How to pack more power into NYC’s energy-efficiency bill package

Climate of Hope, United States Climate Alliance … These are a couple of initiatives and organizations formed by individual citizens, cities, and states to fight climate change since the President withdrew the United States from the Paris Agreements. And, I’m proud to say New York City is in on it.

Earlier last month, the New York City Council introduced a package of bills designed to make buildings more energy efficient. Given that about 70 percent of greenhouse gas emissions in the City come from heating and cooling buildings, regulating how buildings manage energy is crucial to reaching Mayor Bill de Blasio’s goal of reducing citywide emissions 80 percent below 2005 levels by 2050.

The bills

Here’s a rundown:

  • 1629: Proposes that the mayor’s administration be required to submit recommendations to the Council for a more stringent energy code. Going forward, new construction, or buildings which undergo substantial renovation would be required to comply with these more energy efficient codes.
  • 1632: Proposes that property owners be required to disclose information about a building’s energy efficiency at the point of sale.
  • 1637: Proposes to establish a city energy policy task force that would be responsible for the creation of a long-term energy plan in 2019 and every four years going forward.
  • 1639: Proposes that the city be required to create a plan for encouraging business improvement districts (BIDS) to increase solar energy use.
  • 1644: Proposes the establishment of a ‘green project accelerator’, which would be a program within the NYC Dept. of Buildings. This program would simplify and accelerate the retrofitting permit process by answering questions buildings have and making it easier for projects to move forward to the construction phase.
  • 1651: Proposes the amendment of the administrative code of the City of New York, in relation to real-time monitoring of energy use and heat loss in city buildings.

What’s missing

While these bills represent an important step in the right direction, there are opportunities to strengthen them so the intended reduction in pollution is more effective and long-lasting. For example, Int. 1644, only refers to only renewable energy projects and distributed energy resource projects and does not make mention of energy efficiency projects, which aim to reduce energy use.

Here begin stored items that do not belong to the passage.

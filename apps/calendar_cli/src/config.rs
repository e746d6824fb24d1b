use std::{fs, path::PathBuf};

use calendar_core::WeekStart;
use tracing::warn;

pub const CONFIG_FILE: &str = "calendar.toml";

#[derive(Debug, Clone, PartialEq, Eq)]
pub struct Settings {
    pub releases_path: Option<PathBuf>,
    pub week_start: WeekStart,
    pub user_id: i64,
}

impl Default for Settings {
    fn default() -> Self {
        Self {
            releases_path: None,
            week_start: WeekStart::Sunday,
            user_id: 1,
        }
    }
}

pub fn load_settings() -> Settings {
    let mut settings = Settings::default();

    if let Ok(raw) = fs::read_to_string(CONFIG_FILE) {
        apply_file(&mut settings, &raw);
    }
    apply_env(&mut settings, |key| std::env::var(key).ok());

    settings
}

fn apply_file(settings: &mut Settings, raw: &str) {
    let file_cfg = match toml::from_str::<toml::Table>(raw) {
        Ok(table) => table,
        Err(err) => {
            warn!(file = CONFIG_FILE, error = %err, "ignoring malformed config file");
            return;
        }
    };

    if let Some(v) = file_cfg.get("releases_path").and_then(toml::Value::as_str) {
        settings.releases_path = Some(PathBuf::from(v));
    }
    if let Some(v) = file_cfg.get("week_start").and_then(toml::Value::as_str) {
        set_week_start(settings, v);
    }
    if let Some(v) = file_cfg.get("user_id").and_then(toml::Value::as_integer) {
        settings.user_id = v;
    }
}

fn apply_env(settings: &mut Settings, lookup: impl Fn(&str) -> Option<String>) {
    if let Some(v) = lookup("CALENDAR_RELEASES_PATH") {
        settings.releases_path = Some(PathBuf::from(v));
    }
    if let Some(v) = lookup("APP__RELEASES_PATH") {
        settings.releases_path = Some(PathBuf::from(v));
    }

    if let Some(v) = lookup("APP__WEEK_START") {
        set_week_start(settings, &v);
    }

    if let Some(v) = lookup("APP__USER_ID") {
        match v.parse::<i64>() {
            Ok(parsed) => settings.user_id = parsed,
            Err(_) => warn!(value = %v, "ignoring non-numeric APP__USER_ID"),
        }
    }
}

fn set_week_start(settings: &mut Settings, value: &str) {
    match WeekStart::parse(value) {
        Some(week_start) => settings.week_start = week_start,
        None => warn!(value, "ignoring unknown week start"),
    }
}

#[cfg(test)]
#[path = "tests/config_tests.rs"]
mod tests;
use std::{collections::HashMap, fs, path::Path};

use anyhow::{anyhow, ensure, Context, Result};
use async_trait::async_trait;
use chrono::NaiveDate;
use shared::domain::{MovieId, MovieRelease, UserId};
use tokio::sync::{Mutex, RwLock};
use tracing::debug;

mod seed;
pub use seed::seed_catalog;

/// Source of release records for an inclusive date range.
///
/// Implementations must only return releases whose `release_date` lies
/// within `start..=end`.
#[async_trait]
pub trait ReleaseRepository: Send + Sync {
    async fn releases_for_range(&self, start: NaiveDate, end: NaiveDate)
        -> Result<Vec<MovieRelease>>;
}

pub struct MissingReleaseRepository;

#[async_trait]
impl ReleaseRepository for MissingReleaseRepository {
    async fn releases_for_range(
        &self,
        start: NaiveDate,
        end: NaiveDate,
    ) -> Result<Vec<MovieRelease>> {
        Err(anyhow!(
            "release repository unavailable for range {start}..={end}"
        ))
    }
}

/// Serves a fixed set of releases held in memory.
#[derive(Default)]
pub struct InMemoryReleaseRepository {
    releases: RwLock<Vec<MovieRelease>>,
}

impl InMemoryReleaseRepository {
    pub fn new(releases: Vec<MovieRelease>) -> Self {
        Self {
            releases: RwLock::new(releases),
        }
    }

    pub fn with_seed_catalog() -> Self {
        Self::new(seed_catalog())
    }

    /// Loads a JSON array of releases.
    pub fn from_json_file(path: impl AsRef<Path>) -> Result<Self> {
        let path = path.as_ref();
        let raw = fs::read_to_string(path)
            .with_context(|| format!("failed to read release file '{}'", path.display()))?;
        let releases: Vec<MovieRelease> = serde_json::from_str(&raw)
            .with_context(|| format!("failed to parse release file '{}'", path.display()))?;
        debug!(count = releases.len(), path = %path.display(), "loaded release file");
        Ok(Self::new(releases))
    }

    pub async fn replace_all(&self, releases: Vec<MovieRelease>) {
        *self.releases.write().await = releases;
    }

    pub async fn all(&self) -> Vec<MovieRelease> {
        self.releases.read().await.clone()
    }
}

#[async_trait]
impl ReleaseRepository for InMemoryReleaseRepository {
    async fn releases_for_range(
        &self,
        start: NaiveDate,
        end: NaiveDate,
    ) -> Result<Vec<MovieRelease>> {
        ensure!(start <= end, "invalid release range {start}..={end}");
        let guard = self.releases.read().await;
        Ok(guard
            .iter()
            .filter(|release| (start..=end).contains(&release.release_date))
            .cloned()
            .collect())
    }
}

/// Remote side of the per-movie release notification flag.
#[async_trait]
pub trait SubscriptionBackend: Send + Sync {
    async fn set_subscription(&self, user_id: UserId, movie_id: &MovieId, enabled: bool)
        -> Result<()>;
}

pub struct MissingSubscriptionBackend;

#[async_trait]
impl SubscriptionBackend for MissingSubscriptionBackend {
    async fn set_subscription(
        &self,
        user_id: UserId,
        movie_id: &MovieId,
        _enabled: bool,
    ) -> Result<()> {
        Err(anyhow!(
            "subscription backend unavailable for user {} movie {movie_id}",
            user_id.0
        ))
    }
}

/// Accepts every change and remembers the last confirmed value.
#[derive(Default)]
pub struct LocalSubscriptionBackend {
    confirmed: Mutex<HashMap<(UserId, MovieId), bool>>,
}

impl LocalSubscriptionBackend {
    pub async fn confirmed(&self, user_id: UserId, movie_id: &MovieId) -> Option<bool> {
        self.confirmed
            .lock()
            .await
            .get(&(user_id, movie_id.clone()))
            .copied()
    }
}

#[async_trait]
impl SubscriptionBackend for LocalSubscriptionBackend {
    async fn set_subscription(
        &self,
        user_id: UserId,
        movie_id: &MovieId,
        enabled: bool,
    ) -> Result<()> {
        self.confirmed
            .lock()
            .await
            .insert((user_id, movie_id.clone()), enabled);
        Ok(())
    }
}

#[cfg(test)]
#[path = "tests/lib_tests.rs"]
mod tests;
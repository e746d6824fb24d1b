use super::{apply_env, apply_file, Settings};

use std::{collections::HashMap, path::PathBuf};

use calendar_core::WeekStart;

fn env(pairs: &[(&str, &str)]) -> impl Fn(&str) -> Option<String> {
    let vars: HashMap<String, String> = pairs
        .iter()
        .map(|(k, v)| (k.to_string(), v.to_string()))
        .collect();
    move |key| vars.get(key).cloned()
}

#[test]
fn defaults_use_seed_catalog_and_sunday() {
    let settings = Settings::default();
    assert_eq!(settings.releases_path, None);
    assert_eq!(settings.week_start, WeekStart::Sunday);
    assert_eq!(settings.user_id, 1);
}

#[test]
fn file_values_override_defaults() {
    let mut settings = Settings::default();
    apply_file(
        &mut settings,
        r#"
releases_path = "./data/releases.json"
week_start = "monday"
user_id = 42
"#,
    );
    assert_eq!(
        settings.releases_path,
        Some(PathBuf::from("./data/releases.json"))
    );
    assert_eq!(settings.week_start, WeekStart::Monday);
    assert_eq!(settings.user_id, 42);
}

#[test]
fn malformed_file_and_unknown_values_are_ignored() {
    let mut settings = Settings::default();
    apply_file(&mut settings, "week_start = ");
    assert_eq!(settings, Settings::default());

    apply_file(&mut settings, "week_start = \"friday\"\nuser_id = \"seven\"");
    assert_eq!(settings, Settings::default());
}

#[test]
fn app_prefixed_env_wins_over_legacy_name() {
    let mut settings = Settings::default();
    apply_env(
        &mut settings,
        env(&[
            ("CALENDAR_RELEASES_PATH", "legacy.json"),
            ("APP__RELEASES_PATH", "current.json"),
            ("APP__WEEK_START", "Mon"),
            ("APP__USER_ID", "9"),
        ]),
    );
    assert_eq!(settings.releases_path, Some(PathBuf::from("current.json")));
    assert_eq!(settings.week_start, WeekStart::Monday);
    assert_eq!(settings.user_id, 9);
}

#[test]
fn env_overrides_file() {
    let mut settings = Settings::default();
    apply_file(&mut settings, "user_id = 3\nweek_start = \"monday\"");
    apply_env(&mut settings, env(&[("APP__USER_ID", "not-a-number")]));
    assert_eq!(settings.user_id, 3);

    apply_env(&mut settings, env(&[("APP__WEEK_START", "sunday")]));
    assert_eq!(settings.week_start, WeekStart::Sunday);
}
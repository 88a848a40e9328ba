//! Operator commands.
//!
//! [`ControlSurface`] is what the HTTP layer talks to. It maps each
//! [`Command`] onto the controllers and answers with an [`Ack`].

use crate::controller::{AlarmController, ModeController};
use homeguard_core::constants::REASON_EMERGENCY;
use homeguard_core::{Command, SystemState, TriggerOutcome};
use serde::{Deserialize, Serialize};
use tracing::{info, warn};

/// Reply to a control command.
#[derive(Debug, Clone, PartialEq, Eq, Serialize, Deserialize)]
pub struct Ack {
    pub success: bool,
    pub message: String,
}

impl Ack {
    pub fn ok(message: impl Into<String>) -> Self {
        Self {
            success: true,
            message: message.into(),
        }
    }
}

/// Operator-facing entry point for arm/disarm/reset/emergency and status.
///
/// # Examples
///
/// ```
/// use homeguard_alarm::{AlarmController, ControlSurface, RecordingNotifier, SharedState};
/// use homeguard_core::Command;
/// use homeguard_hardware::mock::MockIndicator;
/// use std::sync::Arc;
///
/// let alarm = AlarmController::new(
///     SharedState::default(),
///     Arc::new(MockIndicator::new()),
///     Arc::new(RecordingNotifier::new()),
/// );
/// let control = ControlSurface::new(alarm);
///
/// let ack = control.execute(Command::Emergency);
/// assert!(ack.success);
/// assert!(control.status().alarm_active);
/// ```
#[derive(Debug, Clone)]
pub struct ControlSurface {
    alarm: AlarmController,
    mode: ModeController,
}

impl ControlSurface {
    pub fn new(alarm: AlarmController) -> Self {
        Self {
            mode: ModeController::new(alarm.clone()),
            alarm,
        }
    }

    pub fn alarm(&self) -> &AlarmController {
        &self.alarm
    }

    pub fn mode(&self) -> &ModeController {
        &self.mode
    }

    pub fn execute(&self, command: Command) -> Ack {
        info!(%command, "Control command");
        match command {
            Command::Arm => {
                self.mode.arm();
                Ack::ok("System armed")
            }
            Command::Disarm => {
                self.mode.disarm();
                Ack::ok("System disarmed")
            }
            Command::Reset => {
                self.alarm.reset();
                Ack::ok("Alarm reset")
            }
            Command::Emergency => self.emergency(),
        }
    }

    /// Atomic copy of the shared state.
    pub fn status(&self) -> SystemState {
        self.alarm.state().snapshot()
    }

    // Emergency goes through the same armed gate as the sensors.
    fn emergency(&self) -> Ack {
        match self.alarm.trigger(REASON_EMERGENCY) {
            TriggerOutcome::Raised => Ack::ok("Emergency alarm triggered"),
            TriggerOutcome::AlreadyActive => Ack::ok("Emergency noted, alarm already active"),
            TriggerOutcome::Disarmed => {
                warn!("Emergency ignored while system is disarmed");
                Ack::ok("Emergency ignored, system is disarmed")
            }
        }
    }
}
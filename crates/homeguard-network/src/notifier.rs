//! HTTP alert notifier.
//!
//! Every [`AlertEvent`] becomes one JSON `POST` to the configured alert URL.
//! The notifier is a plain transport:
//!
//! - **No retry**: a failed delivery is logged and dropped.
//! - **Short timeout**: a slow alert service never holds up a monitor loop.
//! - **Fire and forget**: [`Notifier::dispatch`] spawns the request and returns.
//!
//! Callers that need the outcome use [`HttpNotifier::send`] directly.

use homeguard_alarm::{AlertEvent, Notifier};
use homeguard_core::constants::{DEFAULT_ALERT_URL, DEFAULT_NOTIFY_TIMEOUT_MS};
use std::time::Duration;
use thiserror::Error;
use tracing::{debug, warn};

/// Where and how patiently to deliver alerts.
///
/// # Example
///
/// ```
/// use homeguard_network::HttpNotifierConfig;
/// use std::time::Duration;
///
/// let config = HttpNotifierConfig {
///     url: "http://alerts.local:5000/api/events".to_string(),
///     timeout: Duration::from_millis(1500),
/// };
/// ```
#[derive(Debug, Clone, PartialEq, Eq)]
pub struct HttpNotifierConfig {
    pub url: String,
    pub timeout: Duration,
}

impl Default for HttpNotifierConfig {
    fn default() -> Self {
        Self {
            url: DEFAULT_ALERT_URL.to_string(),
            timeout: Duration::from_millis(DEFAULT_NOTIFY_TIMEOUT_MS),
        }
    }
}

/// Errors from a single alert delivery.
#[derive(Debug, Error)]
pub enum NotifyError {
    /// The HTTP client could not be built
    #[error("Failed to build HTTP client: {0}")]
    Client(#[source] reqwest::Error),

    /// No response within the configured timeout
    #[error("Alert request timed out after {0}ms")]
    Timeout(u64),

    /// Connection refused, DNS failure, reset, ...
    #[error("Alert request failed: {0}")]
    Transport(#[source] reqwest::Error),

    /// The alert service answered with a non-2xx status
    #[error("Alert service answered {status}")]
    Status { status: u16 },
}

/// Best-effort JSON poster for alert events.
#[derive(Debug, Clone)]
pub struct HttpNotifier {
    client: reqwest::Client,
    config: HttpNotifierConfig,
}

impl HttpNotifier {
    pub fn new(config: HttpNotifierConfig) -> Result<Self, NotifyError> {
        let client = reqwest::Client::builder()
            .timeout(config.timeout)
            .build()
            .map_err(NotifyError::Client)?;
        Ok(Self { client, config })
    }

    pub fn url(&self) -> &str {
        &self.config.url
    }

    /// POST one event and wait for the answer.
    pub async fn send(&self, event: &AlertEvent) -> Result<(), NotifyError> {
        let response = self
            .client
            .post(&self.config.url)
            .json(event)
            .send()
            .await
            .map_err(|e| {
                if e.is_timeout() {
                    NotifyError::Timeout(self.config.timeout.as_millis() as u64)
                } else {
                    NotifyError::Transport(e)
                }
            })?;

        let status = response.status();
        if !status.is_success() {
            return Err(NotifyError::Status {
                status: status.as_u16(),
            });
        }

        debug!(event = event.label(), %status, "Alert delivered");
        Ok(())
    }
}

impl Notifier for HttpNotifier {
    fn dispatch(&self, event: AlertEvent) {
        let Ok(runtime) = tokio::runtime::Handle::try_current() else {
            warn!(event = event.label(), "No async runtime, alert dropped");
            return;
        };

        let notifier = self.clone();
        runtime.spawn(async move {
            if let Err(e) = notifier.send(&event).await {
                warn!(
                    event = event.label(),
                    url = %notifier.url(),
                    error = %e,
                    "Alert delivery failed"
                );
            }
        });
    }
}
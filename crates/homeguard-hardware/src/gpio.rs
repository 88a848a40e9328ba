//! Raspberry Pi drivers built on `rppal`.
//!
//! Only compiled with the `gpio` feature. Pin numbers are BCM numbers, matching
//! the wiring of the reference board: PIR on 4, HC-SR04 trigger/echo on 23/24,
//! MFRC522 on SPI0 CE0 with its reset line on 25.

use crate::{
    HardwareError, Result,
    mfrc522::{Mfrc522, RegisterBus, spi_address},
    traits::{CardReader, DistanceSensor, Indicator, MotionSensor},
    types::{CardRead, DeviceInfo},
};
use rppal::gpio::{Gpio, InputPin, Level, OutputPin};
use rppal::spi::{Bus, Mode, SlaveSelect, Spi};
use std::sync::{Arc, Mutex};
use std::time::{Duration, Instant};

/// Speed of sound at ~20°C, in meters per second.
const SPEED_OF_SOUND_M_S: f64 = 343.0;

/// How long to wait for the echo line to rise or fall.
const ECHO_TIMEOUT: Duration = Duration::from_millis(40);

fn gpio_error(e: rppal::gpio::Error) -> HardwareError {
    HardwareError::initialization_failed(e.to_string())
}

fn input_pin(bcm: u8) -> Result<InputPin> {
    Ok(Gpio::new()
        .map_err(gpio_error)?
        .get(bcm)
        .map_err(gpio_error)?
        .into_input_pulldown())
}

fn output_pin(bcm: u8) -> Result<OutputPin> {
    let mut pin = Gpio::new()
        .map_err(gpio_error)?
        .get(bcm)
        .map_err(gpio_error)?
        .into_output_low();
    pin.set_reset_on_drop(true);
    Ok(pin)
}

// ==============================================================================
// PIR motion sensor
// ==============================================================================

/// HC-SR501 style PIR module on a single input pin.
///
/// The pin level is sampled every `poll` instead of using interrupts so the
/// wait stays cancel-safe inside `tokio::select!`.
pub struct GpioMotionSensor {
    pin: InputPin,
    bcm: u8,
    poll: Duration,
}

impl GpioMotionSensor {
    pub fn new(bcm: u8) -> Result<Self> {
        tracing::info!(pin = bcm, "Using GPIO PIR sensor");
        Ok(Self {
            pin: input_pin(bcm)?,
            bcm,
            poll: Duration::from_millis(20),
        })
    }

    async fn wait_for_level(&self, level: Level) -> Result<()> {
        while self.pin.read() != level {
            tokio::time::sleep(self.poll).await;
        }
        Ok(())
    }
}

impl MotionSensor for GpioMotionSensor {
    async fn wait_for_presence(&mut self) -> Result<()> {
        self.wait_for_level(Level::High).await
    }

    async fn wait_for_absence(&mut self) -> Result<()> {
        self.wait_for_level(Level::Low).await
    }

    async fn get_info(&self) -> Result<DeviceInfo> {
        Ok(DeviceInfo::new("PIR", "HC-SR501").with_pins([self.bcm]))
    }
}

// ==============================================================================
// HC-SR04 ultrasonic ranger
// ==============================================================================

struct UltrasonicPins {
    trigger: OutputPin,
    echo: InputPin,
}

impl UltrasonicPins {
    fn wait_echo(&self, level: Level, deadline: Instant) -> Result<Instant> {
        while self.echo.read() != level {
            if Instant::now() >= deadline {
                return Err(HardwareError::timeout(ECHO_TIMEOUT.as_millis() as u64));
            }
        }
        Ok(Instant::now())
    }

    /// Fire one 10µs pulse and time the echo. Busy-waits; run off the runtime.
    fn measure(&mut self, max_distance_m: f64) -> Result<f64> {
        self.trigger.set_low();
        std::thread::sleep(Duration::from_micros(2));
        self.trigger.set_high();
        std::thread::sleep(Duration::from_micros(10));
        self.trigger.set_low();

        let rise = self.wait_echo(Level::High, Instant::now() + ECHO_TIMEOUT)?;
        let fall = match self.wait_echo(Level::Low, rise + ECHO_TIMEOUT) {
            Ok(fall) => fall,
            // Echo held high past the timeout: nothing in range.
            Err(_) => return Ok(max_distance_m),
        };

        let meters = (fall - rise).as_secs_f64() * SPEED_OF_SOUND_M_S / 2.0;
        Ok(meters.min(max_distance_m))
    }
}

/// HC-SR04 ranger on a trigger/echo pin pair.
pub struct GpioDistanceSensor {
    pins: Arc<Mutex<UltrasonicPins>>,
    trigger_bcm: u8,
    echo_bcm: u8,
    max_distance_m: f64,
}

impl GpioDistanceSensor {
    pub fn new(trigger_bcm: u8, echo_bcm: u8, max_distance_m: f64) -> Result<Self> {
        tracing::info!(
            trigger = trigger_bcm,
            echo = echo_bcm,
            "Using GPIO ultrasonic sensor"
        );
        let pins = UltrasonicPins {
            trigger: output_pin(trigger_bcm)?,
            echo: input_pin(echo_bcm)?,
        };
        Ok(Self {
            pins: Arc::new(Mutex::new(pins)),
            trigger_bcm,
            echo_bcm,
            max_distance_m,
        })
    }
}

impl DistanceSensor for GpioDistanceSensor {
    async fn read_distance(&mut self) -> Result<f64> {
        let pins = Arc::clone(&self.pins);
        let max = self.max_distance_m;

        tokio::task::spawn_blocking(move || {
            let mut pins = pins
                .lock()
                .map_err(|_| HardwareError::other("ultrasonic pin lock poisoned"))?;
            pins.measure(max)
        })
        .await
        .map_err(|e| HardwareError::other(format!("task join error: {}", e)))?
    }

    async fn get_info(&self) -> Result<DeviceInfo> {
        Ok(DeviceInfo::new("Ultrasonic", "HC-SR04").with_pins([self.trigger_bcm, self.echo_bcm]))
    }
}

// ==============================================================================
// MFRC522 card reader
// ==============================================================================

/// SPI clock for the MFRC522.
const SPI_CLOCK_HZ: u32 = 1_000_000;

/// Pause between empty-field polls.
const CARD_POLL: Duration = Duration::from_millis(100);

fn spi_error(e: rppal::spi::Error) -> HardwareError {
    HardwareError::communication(e.to_string())
}

struct SpiBus {
    spi: Spi,
}

impl RegisterBus for SpiBus {
    fn read_register(&mut self, reg: u8) -> Result<u8> {
        let mut rx = [0u8; 2];
        self.spi
            .transfer(&mut rx, &[spi_address(reg, true), 0])
            .map_err(spi_error)?;
        Ok(rx[1])
    }

    fn write_register(&mut self, reg: u8, value: u8) -> Result<()> {
        self.spi
            .write(&[spi_address(reg, false), value])
            .map_err(spi_error)?;
        Ok(())
    }
}

/// MFRC522 module on SPI0 CE0.
///
/// Each poll runs on the blocking pool; an empty field is retried every
/// [`CARD_POLL`] until a card answers.
pub struct GpioCardReader {
    chip: Arc<Mutex<Mfrc522<SpiBus>>>,
    // Held high while the reader is alive; dropping it powers the chip down.
    _reset: OutputPin,
    reset_bcm: u8,
    version: u8,
}

impl GpioCardReader {
    pub fn new(reset_bcm: u8) -> Result<Self> {
        let mut reset = output_pin(reset_bcm)?;
        reset.set_high();
        std::thread::sleep(Duration::from_millis(50));

        let spi = Spi::new(Bus::Spi0, SlaveSelect::Ss0, SPI_CLOCK_HZ, Mode::Mode0)
            .map_err(|e| HardwareError::initialization_failed(e.to_string()))?;
        let mut chip = Mfrc522::new(SpiBus { spi })?;
        let version = chip.version()?;
        tracing::info!(
            reset = reset_bcm,
            version,
            "Using MFRC522 card reader"
        );

        Ok(Self {
            chip: Arc::new(Mutex::new(chip)),
            _reset: reset,
            reset_bcm,
            version,
        })
    }
}

impl std::fmt::Debug for GpioCardReader {
    fn fmt(&self, f: &mut std::fmt::Formatter<'_>) -> std::fmt::Result {
        f.debug_struct("GpioCardReader")
            .field("reset_bcm", &self.reset_bcm)
            .field("version", &self.version)
            .finish_non_exhaustive()
    }
}

impl CardReader for GpioCardReader {
    async fn read_tag(&mut self) -> Result<CardRead> {
        loop {
            let chip = Arc::clone(&self.chip);
            let read = tokio::task::spawn_blocking(move || {
                chip.lock()
                    .map_err(|_| HardwareError::other("card reader lock poisoned"))?
                    .poll()
            })
            .await
            .map_err(|e| HardwareError::other(format!("task join error: {}", e)))??;

            if let Some(read) = read {
                return Ok(read);
            }
            tokio::time::sleep(CARD_POLL).await;
        }
    }

    async fn get_info(&self) -> Result<DeviceInfo> {
        Ok(DeviceInfo::new("RFID", "MFRC522").with_pins([self.reset_bcm]))
    }
}

// ==============================================================================
// LED indicator
// ==============================================================================

/// LED (or relay) on one output pin, active high.
pub struct GpioIndicator {
    pin: Mutex<OutputPin>,
}

impl GpioIndicator {
    pub fn new(bcm: u8) -> Result<Self> {
        tracing::info!(pin = bcm, "Using GPIO indicator");
        Ok(Self {
            pin: Mutex::new(output_pin(bcm)?),
        })
    }

    fn write(&self, level: Level) -> Result<()> {
        let mut pin = self
            .pin
            .lock()
            .map_err(|_| HardwareError::other("indicator pin lock poisoned"))?;
        pin.write(level);
        Ok(())
    }
}

impl Indicator for GpioIndicator {
    fn on(&self) -> Result<()> {
        self.write(Level::High)
    }

    fn off(&self) -> Result<()> {
        self.write(Level::Low)
    }

    fn is_on(&self) -> bool {
        self.pin
            .lock()
            .map(|pin| pin.is_set_high())
            .unwrap_or(false)
    }
}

Energy efficiency should be included in the bill to complement clean energy sourcing and encourage projects that will limit energy consumption. Our path to achieving 80×50 goals will greatly benefit from this.

Slight changes

The other bills on the package are necessary, but some seem to duplicate existing processes.

As it is already required, the city’s energy code goes through review and is upgraded with more stringent standards every three years, which would make Int. 1629 duplicative. Why not improve the existing process to make it more efficient, transparent, and open to public feedback?

Also, while solar is an abundant and important source of renewable energy, Int. 1639 could expand on the renewable technologies that can be used to reduce pollution, such as geothermal or solar-thermal.

It is up to cities and states to do the heavy lifting when it comes to protecting the environment, especially now that the federal government is not engaging in these efforts. The New York City Council’s commitment to making the mayor’s climate goals a reality is commendable, and taking time to enhance this bill package is vital to make progress.  EDF looks forward to working with Council Members on this undertaking.